**Extracted material:**
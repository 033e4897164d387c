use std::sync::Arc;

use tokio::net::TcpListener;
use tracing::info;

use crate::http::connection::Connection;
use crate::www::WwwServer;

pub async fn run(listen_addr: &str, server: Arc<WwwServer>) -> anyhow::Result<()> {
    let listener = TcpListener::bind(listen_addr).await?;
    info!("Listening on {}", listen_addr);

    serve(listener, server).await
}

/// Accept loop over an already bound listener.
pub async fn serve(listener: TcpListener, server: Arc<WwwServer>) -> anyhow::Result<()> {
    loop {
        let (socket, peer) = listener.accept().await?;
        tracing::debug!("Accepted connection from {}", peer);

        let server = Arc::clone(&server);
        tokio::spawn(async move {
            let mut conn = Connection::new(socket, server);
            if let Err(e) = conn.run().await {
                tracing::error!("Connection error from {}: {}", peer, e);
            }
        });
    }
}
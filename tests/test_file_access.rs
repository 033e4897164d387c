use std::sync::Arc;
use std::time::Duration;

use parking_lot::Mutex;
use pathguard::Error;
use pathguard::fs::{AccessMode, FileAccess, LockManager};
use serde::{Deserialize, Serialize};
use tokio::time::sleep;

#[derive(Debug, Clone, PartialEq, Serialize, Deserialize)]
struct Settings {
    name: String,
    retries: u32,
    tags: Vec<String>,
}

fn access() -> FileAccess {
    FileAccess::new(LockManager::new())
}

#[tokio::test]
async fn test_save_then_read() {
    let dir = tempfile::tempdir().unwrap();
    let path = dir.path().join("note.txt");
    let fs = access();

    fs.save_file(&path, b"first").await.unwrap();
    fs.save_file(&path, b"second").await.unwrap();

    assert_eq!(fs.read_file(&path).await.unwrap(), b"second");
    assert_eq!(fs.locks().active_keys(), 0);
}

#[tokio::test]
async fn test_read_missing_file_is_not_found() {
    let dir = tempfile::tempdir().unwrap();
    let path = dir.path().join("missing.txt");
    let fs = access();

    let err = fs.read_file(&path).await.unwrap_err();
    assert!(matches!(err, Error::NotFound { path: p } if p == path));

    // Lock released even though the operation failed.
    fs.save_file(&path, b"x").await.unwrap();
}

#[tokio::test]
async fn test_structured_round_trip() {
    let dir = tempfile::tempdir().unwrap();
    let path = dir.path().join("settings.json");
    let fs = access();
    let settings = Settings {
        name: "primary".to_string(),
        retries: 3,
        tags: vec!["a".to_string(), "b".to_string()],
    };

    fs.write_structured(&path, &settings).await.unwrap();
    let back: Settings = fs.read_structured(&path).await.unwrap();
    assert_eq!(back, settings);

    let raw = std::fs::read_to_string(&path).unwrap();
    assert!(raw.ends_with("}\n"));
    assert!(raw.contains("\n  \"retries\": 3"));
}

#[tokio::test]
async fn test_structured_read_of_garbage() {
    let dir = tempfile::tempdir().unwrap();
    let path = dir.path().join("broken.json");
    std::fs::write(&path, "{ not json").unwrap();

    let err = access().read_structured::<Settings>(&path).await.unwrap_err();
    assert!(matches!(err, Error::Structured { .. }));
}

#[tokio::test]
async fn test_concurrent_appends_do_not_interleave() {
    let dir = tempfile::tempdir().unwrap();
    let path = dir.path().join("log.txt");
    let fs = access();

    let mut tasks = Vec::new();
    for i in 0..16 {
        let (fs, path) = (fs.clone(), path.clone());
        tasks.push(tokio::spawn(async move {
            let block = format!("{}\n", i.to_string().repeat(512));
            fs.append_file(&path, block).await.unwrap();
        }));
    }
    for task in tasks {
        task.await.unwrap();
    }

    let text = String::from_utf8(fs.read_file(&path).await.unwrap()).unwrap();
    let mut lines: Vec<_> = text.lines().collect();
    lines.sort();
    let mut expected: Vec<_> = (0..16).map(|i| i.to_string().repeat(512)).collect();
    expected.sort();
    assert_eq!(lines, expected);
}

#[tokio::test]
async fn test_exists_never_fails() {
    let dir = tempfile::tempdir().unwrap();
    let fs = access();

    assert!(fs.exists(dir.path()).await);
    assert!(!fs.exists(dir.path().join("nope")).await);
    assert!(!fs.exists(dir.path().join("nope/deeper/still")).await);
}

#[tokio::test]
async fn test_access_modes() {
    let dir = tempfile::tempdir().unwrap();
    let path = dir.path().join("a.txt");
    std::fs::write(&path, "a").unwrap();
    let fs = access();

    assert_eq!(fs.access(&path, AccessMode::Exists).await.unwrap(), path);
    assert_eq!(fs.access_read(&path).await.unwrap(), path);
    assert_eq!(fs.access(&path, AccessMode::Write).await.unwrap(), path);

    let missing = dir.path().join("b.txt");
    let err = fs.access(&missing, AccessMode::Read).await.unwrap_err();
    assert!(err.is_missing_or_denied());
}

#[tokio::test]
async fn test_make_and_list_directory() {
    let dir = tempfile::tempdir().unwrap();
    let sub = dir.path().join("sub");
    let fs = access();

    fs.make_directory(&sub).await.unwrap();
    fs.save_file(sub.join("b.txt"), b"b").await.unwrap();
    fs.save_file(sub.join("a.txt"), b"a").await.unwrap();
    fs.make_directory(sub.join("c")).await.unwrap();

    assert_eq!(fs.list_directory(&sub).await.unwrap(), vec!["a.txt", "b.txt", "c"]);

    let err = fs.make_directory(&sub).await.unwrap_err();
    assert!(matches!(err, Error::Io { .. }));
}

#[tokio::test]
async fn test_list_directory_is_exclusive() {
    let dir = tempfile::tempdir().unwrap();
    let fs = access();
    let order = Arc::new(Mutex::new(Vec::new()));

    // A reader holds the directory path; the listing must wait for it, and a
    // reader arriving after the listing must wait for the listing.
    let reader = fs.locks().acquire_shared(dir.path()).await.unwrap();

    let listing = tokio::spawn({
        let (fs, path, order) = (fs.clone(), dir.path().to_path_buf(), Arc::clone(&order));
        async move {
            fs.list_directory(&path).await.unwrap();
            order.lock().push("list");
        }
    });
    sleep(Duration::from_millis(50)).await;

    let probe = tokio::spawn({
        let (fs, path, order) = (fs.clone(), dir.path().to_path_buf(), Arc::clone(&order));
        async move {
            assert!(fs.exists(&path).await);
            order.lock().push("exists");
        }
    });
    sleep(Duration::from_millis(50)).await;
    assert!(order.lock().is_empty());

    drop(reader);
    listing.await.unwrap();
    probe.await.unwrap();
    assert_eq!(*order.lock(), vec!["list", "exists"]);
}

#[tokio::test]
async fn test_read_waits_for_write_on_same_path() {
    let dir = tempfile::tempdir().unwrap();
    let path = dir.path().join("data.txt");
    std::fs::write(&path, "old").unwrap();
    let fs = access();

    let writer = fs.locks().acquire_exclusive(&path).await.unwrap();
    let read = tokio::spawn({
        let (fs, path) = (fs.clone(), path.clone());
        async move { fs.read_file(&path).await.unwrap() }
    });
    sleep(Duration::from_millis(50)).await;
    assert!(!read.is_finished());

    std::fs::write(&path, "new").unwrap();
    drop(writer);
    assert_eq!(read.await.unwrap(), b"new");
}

**Work order:** If a line in the records contains the string "collect", copy it out.

**Output for this exercise:**
    let mut lines: Vec<_> = text.lines().collect();
    let mut expected: Vec<_> = (0..16).map(|i| i.to_string().repeat(512)).collect();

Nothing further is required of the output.